[Extracted data entries]
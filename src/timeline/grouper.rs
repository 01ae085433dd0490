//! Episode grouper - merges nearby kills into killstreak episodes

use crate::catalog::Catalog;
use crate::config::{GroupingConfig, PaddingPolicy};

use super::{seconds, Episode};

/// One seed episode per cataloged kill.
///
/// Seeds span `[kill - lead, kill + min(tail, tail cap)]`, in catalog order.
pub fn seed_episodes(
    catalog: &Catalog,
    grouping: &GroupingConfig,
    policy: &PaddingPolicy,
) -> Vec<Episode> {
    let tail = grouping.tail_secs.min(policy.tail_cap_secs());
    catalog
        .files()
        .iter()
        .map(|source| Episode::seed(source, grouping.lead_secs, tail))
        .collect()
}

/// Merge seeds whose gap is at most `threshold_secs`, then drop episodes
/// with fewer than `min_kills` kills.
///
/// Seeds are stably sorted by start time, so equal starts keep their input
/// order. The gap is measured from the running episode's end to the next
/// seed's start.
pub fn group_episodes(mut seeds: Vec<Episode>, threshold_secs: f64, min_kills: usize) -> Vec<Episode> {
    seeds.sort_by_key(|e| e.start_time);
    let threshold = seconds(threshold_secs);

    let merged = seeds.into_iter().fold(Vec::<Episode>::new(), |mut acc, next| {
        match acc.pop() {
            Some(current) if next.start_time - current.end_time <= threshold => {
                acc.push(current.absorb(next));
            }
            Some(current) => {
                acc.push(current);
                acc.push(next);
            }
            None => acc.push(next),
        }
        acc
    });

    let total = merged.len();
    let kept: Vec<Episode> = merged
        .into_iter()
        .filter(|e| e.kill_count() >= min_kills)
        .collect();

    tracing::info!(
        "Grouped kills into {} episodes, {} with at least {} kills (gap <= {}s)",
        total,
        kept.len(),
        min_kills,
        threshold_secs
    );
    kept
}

==

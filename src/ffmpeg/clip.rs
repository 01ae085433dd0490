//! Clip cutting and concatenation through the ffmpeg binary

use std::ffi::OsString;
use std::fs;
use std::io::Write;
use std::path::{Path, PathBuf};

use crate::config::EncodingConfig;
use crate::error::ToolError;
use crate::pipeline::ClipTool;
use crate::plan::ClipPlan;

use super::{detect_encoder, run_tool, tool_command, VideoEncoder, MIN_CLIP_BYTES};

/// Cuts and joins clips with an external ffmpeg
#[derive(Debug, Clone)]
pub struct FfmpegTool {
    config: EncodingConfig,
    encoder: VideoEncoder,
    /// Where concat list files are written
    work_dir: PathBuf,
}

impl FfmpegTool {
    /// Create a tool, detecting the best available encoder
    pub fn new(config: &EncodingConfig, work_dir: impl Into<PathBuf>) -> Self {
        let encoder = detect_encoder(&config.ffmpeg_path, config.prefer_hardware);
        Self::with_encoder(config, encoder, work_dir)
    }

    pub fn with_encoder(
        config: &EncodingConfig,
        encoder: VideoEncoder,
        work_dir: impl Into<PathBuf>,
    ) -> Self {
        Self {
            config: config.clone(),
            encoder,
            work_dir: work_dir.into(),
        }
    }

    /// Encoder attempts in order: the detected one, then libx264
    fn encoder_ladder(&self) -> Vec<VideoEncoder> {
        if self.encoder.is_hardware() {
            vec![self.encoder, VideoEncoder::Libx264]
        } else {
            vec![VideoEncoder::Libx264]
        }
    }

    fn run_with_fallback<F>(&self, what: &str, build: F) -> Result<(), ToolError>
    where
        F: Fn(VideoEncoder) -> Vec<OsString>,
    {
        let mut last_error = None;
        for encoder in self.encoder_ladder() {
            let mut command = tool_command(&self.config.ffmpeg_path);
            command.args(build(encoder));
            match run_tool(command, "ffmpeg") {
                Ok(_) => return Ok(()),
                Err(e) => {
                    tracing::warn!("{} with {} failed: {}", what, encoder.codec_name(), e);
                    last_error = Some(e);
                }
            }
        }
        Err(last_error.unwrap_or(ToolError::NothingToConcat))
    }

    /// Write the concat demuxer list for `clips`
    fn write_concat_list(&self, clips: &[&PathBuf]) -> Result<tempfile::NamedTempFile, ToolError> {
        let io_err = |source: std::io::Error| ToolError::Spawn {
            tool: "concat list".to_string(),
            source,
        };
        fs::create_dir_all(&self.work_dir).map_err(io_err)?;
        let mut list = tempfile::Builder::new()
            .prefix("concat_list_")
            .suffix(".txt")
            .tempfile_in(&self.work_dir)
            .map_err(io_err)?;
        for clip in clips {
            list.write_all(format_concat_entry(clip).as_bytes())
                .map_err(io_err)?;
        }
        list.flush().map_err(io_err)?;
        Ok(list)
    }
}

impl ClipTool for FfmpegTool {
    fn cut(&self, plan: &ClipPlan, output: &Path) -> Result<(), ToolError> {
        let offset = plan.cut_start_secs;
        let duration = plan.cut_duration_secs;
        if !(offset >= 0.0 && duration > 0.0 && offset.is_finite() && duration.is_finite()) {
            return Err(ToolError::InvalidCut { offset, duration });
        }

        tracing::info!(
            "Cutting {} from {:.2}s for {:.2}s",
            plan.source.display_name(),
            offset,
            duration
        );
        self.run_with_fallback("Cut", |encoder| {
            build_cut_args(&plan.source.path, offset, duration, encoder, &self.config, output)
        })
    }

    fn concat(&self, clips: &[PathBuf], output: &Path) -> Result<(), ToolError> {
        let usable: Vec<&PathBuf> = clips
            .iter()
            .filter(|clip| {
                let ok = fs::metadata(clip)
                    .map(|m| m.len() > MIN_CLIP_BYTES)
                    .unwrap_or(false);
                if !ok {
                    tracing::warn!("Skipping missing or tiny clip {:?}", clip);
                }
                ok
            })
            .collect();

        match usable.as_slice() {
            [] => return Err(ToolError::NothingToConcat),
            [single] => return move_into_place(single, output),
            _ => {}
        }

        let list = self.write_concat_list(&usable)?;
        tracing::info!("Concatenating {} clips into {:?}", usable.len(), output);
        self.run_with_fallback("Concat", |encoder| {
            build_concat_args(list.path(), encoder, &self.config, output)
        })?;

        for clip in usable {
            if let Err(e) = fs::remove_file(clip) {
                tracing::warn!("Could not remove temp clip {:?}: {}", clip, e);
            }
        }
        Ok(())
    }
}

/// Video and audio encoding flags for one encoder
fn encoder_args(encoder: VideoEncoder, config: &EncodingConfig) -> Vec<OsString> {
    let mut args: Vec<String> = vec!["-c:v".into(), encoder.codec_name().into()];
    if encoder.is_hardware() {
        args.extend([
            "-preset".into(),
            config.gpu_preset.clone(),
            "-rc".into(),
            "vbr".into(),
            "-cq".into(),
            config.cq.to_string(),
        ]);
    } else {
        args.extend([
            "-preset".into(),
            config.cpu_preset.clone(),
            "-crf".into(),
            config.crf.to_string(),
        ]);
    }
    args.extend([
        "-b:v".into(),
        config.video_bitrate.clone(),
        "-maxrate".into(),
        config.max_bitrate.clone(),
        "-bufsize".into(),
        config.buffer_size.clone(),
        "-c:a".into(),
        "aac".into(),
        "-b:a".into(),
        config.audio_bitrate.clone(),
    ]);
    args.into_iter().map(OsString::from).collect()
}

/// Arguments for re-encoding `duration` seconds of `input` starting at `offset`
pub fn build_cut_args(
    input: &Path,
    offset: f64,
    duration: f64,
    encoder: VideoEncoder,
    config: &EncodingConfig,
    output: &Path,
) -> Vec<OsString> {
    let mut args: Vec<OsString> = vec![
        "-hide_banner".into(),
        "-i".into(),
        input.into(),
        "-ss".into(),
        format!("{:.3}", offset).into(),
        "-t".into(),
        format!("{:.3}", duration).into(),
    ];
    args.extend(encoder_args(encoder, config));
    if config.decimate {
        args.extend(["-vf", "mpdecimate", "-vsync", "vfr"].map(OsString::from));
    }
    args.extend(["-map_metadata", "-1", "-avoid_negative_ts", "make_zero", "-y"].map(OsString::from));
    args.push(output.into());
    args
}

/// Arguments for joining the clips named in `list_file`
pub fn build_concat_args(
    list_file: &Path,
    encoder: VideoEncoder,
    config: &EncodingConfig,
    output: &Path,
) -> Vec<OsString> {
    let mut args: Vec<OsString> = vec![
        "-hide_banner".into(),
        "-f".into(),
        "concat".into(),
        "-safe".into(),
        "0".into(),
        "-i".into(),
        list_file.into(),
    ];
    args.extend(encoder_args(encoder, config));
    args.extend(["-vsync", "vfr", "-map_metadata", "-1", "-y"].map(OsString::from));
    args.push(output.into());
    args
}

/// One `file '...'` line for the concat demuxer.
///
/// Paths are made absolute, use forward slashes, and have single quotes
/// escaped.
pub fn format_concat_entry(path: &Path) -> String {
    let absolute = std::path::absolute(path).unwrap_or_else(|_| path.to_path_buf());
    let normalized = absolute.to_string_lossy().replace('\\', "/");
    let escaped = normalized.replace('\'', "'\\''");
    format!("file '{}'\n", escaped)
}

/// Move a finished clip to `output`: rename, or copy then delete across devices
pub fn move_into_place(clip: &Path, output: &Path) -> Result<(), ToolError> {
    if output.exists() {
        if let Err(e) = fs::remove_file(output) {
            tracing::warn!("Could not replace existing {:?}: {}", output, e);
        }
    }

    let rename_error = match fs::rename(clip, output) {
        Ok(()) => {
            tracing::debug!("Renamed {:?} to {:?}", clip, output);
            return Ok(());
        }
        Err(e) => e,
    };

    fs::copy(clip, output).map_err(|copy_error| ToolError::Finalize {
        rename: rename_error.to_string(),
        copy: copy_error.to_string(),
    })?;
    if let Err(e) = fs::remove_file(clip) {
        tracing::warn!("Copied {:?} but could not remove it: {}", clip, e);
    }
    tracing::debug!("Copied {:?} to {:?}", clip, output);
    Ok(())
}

--

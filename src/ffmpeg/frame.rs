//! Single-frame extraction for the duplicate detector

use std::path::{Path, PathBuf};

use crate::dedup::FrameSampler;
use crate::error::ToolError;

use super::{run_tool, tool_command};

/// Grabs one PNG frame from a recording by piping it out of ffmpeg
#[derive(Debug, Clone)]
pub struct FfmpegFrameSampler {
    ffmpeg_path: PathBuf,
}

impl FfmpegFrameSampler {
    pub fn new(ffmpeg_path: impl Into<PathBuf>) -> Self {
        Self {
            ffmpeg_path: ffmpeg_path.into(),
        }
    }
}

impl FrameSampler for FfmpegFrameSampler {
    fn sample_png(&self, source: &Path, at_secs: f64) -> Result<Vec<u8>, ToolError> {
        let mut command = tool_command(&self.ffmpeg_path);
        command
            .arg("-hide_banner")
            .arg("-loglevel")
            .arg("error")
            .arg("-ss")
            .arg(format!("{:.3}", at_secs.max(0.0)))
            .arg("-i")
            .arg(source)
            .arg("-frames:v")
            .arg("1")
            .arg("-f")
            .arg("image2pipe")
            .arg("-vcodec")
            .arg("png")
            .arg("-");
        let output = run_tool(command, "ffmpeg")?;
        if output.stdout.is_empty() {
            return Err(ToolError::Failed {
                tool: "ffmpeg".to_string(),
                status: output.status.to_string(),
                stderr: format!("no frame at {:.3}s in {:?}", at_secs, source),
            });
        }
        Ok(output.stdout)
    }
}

Required work: What lines in the data above contain the word "super"? Show them all.

Exercise response:
use super::{seconds, Episode};
use super::{detect_encoder, run_tool, tool_command, VideoEncoder, MIN_CLIP_BYTES};
use super::{run_tool, tool_command};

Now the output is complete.